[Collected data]
___

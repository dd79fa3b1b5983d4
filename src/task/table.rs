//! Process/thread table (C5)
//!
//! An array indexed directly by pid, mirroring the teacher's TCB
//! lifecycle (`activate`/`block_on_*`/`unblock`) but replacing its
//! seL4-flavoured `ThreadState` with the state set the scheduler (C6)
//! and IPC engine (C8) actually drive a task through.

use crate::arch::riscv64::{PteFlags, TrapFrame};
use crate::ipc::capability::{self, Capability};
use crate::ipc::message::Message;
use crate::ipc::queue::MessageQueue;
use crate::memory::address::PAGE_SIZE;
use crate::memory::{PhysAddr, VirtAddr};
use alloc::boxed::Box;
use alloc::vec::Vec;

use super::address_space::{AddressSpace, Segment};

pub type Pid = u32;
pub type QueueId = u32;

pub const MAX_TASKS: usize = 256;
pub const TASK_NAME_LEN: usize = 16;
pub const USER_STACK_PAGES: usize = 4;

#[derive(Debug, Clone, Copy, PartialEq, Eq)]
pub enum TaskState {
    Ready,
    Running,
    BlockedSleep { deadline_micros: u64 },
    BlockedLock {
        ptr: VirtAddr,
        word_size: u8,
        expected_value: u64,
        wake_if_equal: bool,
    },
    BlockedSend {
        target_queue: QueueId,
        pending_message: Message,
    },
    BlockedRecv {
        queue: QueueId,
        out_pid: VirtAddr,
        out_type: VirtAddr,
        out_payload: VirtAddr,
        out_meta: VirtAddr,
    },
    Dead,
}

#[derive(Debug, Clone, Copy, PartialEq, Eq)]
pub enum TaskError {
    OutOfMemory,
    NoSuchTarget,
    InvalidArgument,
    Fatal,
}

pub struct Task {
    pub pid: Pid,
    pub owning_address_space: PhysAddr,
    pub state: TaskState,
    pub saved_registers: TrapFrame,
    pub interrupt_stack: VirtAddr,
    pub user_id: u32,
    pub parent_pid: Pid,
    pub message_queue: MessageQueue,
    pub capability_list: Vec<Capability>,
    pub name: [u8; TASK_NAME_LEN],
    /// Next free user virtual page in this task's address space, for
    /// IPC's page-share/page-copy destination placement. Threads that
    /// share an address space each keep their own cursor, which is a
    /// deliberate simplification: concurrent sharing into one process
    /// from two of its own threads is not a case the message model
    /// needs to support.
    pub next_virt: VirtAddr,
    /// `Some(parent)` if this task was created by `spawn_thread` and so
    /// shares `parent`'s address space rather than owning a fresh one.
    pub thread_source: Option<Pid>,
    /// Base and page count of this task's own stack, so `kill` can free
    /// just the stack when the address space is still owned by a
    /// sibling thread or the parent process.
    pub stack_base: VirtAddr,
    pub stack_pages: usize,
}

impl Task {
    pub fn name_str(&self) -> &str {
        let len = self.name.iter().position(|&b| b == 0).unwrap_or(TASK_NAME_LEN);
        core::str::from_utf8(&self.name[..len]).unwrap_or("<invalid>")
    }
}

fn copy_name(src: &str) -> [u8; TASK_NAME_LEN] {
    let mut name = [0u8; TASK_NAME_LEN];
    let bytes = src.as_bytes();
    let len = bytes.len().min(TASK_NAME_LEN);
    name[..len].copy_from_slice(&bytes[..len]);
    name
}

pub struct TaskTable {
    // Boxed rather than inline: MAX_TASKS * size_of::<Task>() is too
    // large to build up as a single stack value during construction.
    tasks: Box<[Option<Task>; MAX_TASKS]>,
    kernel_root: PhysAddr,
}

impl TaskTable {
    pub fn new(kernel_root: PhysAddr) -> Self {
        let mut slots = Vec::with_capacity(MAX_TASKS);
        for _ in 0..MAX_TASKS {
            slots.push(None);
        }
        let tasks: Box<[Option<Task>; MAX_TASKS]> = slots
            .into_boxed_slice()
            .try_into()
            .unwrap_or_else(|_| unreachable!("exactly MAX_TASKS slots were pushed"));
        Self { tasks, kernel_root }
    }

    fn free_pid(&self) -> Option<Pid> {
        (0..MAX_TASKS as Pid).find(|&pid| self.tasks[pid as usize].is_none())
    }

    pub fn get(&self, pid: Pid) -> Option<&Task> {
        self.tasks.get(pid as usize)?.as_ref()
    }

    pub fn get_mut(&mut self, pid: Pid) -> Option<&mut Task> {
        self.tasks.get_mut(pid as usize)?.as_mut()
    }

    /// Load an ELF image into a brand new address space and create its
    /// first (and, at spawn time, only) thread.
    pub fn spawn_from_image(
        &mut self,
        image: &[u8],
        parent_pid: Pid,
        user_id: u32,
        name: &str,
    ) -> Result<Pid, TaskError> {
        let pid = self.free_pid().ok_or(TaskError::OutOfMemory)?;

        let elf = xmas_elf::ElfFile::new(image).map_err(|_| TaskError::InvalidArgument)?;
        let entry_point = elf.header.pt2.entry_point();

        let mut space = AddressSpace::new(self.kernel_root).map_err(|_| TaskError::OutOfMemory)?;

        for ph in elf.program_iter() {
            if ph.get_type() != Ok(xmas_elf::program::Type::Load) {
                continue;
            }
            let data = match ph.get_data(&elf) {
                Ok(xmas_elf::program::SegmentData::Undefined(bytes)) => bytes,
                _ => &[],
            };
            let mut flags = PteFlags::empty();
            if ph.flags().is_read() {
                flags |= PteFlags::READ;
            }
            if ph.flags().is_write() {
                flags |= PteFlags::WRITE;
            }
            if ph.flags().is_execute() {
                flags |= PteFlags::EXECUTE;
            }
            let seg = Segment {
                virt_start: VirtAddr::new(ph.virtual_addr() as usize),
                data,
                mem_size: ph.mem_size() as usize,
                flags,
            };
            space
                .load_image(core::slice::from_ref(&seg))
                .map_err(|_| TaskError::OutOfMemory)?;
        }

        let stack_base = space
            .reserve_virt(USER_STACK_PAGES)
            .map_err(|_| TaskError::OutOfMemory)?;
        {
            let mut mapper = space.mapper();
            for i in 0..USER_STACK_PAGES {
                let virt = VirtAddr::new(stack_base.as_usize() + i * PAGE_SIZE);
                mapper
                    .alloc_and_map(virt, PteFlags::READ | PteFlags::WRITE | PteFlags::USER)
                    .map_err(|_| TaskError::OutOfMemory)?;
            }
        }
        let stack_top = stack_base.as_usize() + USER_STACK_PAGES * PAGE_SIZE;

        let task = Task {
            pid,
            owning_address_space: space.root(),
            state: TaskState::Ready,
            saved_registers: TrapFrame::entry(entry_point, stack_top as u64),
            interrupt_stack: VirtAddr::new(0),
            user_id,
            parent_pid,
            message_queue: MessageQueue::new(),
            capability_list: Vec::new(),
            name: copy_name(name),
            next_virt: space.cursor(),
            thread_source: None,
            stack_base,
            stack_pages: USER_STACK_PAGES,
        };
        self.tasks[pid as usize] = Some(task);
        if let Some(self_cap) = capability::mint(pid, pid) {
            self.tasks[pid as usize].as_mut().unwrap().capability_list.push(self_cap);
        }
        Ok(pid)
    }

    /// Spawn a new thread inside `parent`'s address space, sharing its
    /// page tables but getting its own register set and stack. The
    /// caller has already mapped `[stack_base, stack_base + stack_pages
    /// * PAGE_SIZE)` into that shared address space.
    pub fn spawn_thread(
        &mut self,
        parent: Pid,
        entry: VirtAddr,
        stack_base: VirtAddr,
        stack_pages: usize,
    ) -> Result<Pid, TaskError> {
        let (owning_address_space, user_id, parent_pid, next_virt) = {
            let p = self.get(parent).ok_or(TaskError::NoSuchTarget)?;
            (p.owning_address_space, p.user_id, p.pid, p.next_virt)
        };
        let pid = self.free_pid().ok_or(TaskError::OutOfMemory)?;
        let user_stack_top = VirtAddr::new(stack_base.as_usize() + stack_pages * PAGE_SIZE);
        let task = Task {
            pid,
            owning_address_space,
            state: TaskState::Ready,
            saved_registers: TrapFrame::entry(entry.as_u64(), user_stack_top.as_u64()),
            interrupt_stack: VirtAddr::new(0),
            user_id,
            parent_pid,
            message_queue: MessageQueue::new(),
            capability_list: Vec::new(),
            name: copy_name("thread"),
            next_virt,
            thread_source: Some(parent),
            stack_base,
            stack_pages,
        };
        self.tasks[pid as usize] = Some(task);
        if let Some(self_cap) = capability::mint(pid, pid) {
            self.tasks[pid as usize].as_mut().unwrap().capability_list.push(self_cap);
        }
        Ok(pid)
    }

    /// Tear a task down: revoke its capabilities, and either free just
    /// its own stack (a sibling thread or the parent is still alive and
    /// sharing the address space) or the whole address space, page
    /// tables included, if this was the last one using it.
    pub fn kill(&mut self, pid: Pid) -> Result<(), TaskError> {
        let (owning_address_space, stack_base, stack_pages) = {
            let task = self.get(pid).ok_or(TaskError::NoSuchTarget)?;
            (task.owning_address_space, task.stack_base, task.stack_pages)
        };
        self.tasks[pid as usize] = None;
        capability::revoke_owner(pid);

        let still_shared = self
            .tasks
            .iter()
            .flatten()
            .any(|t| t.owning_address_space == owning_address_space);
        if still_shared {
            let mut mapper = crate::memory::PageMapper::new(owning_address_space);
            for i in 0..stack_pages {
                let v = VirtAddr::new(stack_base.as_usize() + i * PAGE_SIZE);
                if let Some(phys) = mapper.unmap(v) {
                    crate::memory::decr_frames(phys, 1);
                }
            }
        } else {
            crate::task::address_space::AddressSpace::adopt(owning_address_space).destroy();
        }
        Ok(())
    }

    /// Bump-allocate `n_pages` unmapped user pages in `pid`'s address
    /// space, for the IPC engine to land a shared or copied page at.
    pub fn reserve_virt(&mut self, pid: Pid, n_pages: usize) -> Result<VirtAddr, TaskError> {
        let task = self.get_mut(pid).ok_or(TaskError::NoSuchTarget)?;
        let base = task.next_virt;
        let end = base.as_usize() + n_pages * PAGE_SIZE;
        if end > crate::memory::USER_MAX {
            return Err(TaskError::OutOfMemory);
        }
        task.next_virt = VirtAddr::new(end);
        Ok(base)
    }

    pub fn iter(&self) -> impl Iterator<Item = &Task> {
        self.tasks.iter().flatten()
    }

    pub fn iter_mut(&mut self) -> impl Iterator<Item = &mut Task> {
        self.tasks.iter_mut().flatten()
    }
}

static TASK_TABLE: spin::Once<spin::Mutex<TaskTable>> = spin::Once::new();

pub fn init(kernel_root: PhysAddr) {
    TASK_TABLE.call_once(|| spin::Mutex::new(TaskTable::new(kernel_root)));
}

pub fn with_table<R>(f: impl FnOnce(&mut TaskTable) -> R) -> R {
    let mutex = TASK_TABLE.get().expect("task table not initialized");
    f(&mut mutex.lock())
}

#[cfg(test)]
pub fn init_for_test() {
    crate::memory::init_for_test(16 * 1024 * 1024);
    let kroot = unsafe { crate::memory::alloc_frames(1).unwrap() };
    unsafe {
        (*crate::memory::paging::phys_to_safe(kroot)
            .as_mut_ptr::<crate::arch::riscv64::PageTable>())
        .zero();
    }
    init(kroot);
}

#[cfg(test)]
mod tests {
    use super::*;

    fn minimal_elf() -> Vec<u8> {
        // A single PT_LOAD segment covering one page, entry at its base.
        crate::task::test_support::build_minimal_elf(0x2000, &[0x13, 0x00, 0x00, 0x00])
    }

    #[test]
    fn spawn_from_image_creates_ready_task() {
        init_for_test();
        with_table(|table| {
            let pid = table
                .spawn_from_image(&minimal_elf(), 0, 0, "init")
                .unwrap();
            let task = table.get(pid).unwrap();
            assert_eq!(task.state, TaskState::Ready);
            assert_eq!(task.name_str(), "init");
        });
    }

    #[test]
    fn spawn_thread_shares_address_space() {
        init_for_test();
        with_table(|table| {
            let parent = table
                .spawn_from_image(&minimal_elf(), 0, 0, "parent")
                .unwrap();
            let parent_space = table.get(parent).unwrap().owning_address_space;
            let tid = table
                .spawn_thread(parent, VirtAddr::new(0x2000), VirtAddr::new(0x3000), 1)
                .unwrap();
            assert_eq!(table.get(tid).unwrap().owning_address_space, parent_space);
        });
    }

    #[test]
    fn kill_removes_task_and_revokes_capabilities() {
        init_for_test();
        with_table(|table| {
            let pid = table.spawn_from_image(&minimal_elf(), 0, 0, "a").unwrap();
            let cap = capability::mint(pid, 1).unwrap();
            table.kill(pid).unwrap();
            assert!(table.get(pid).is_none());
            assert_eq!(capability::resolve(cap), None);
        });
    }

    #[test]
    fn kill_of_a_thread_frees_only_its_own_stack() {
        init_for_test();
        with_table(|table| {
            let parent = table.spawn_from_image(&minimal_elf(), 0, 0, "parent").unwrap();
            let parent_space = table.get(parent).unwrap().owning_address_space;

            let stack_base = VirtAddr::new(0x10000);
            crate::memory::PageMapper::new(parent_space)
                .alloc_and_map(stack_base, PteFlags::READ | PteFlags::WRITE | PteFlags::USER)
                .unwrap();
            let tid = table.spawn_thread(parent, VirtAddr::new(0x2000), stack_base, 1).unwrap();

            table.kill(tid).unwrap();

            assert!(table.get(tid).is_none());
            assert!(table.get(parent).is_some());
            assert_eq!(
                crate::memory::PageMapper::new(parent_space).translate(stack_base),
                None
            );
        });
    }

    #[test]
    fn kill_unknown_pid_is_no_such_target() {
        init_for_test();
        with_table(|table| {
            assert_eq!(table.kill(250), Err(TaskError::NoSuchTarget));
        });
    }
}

___

# What is expected
List every line from the entries above in which "tables" appears.

# Worked solution
    /// page tables but getting its own register set and stack. The
    /// tables included, if this was the last one using it.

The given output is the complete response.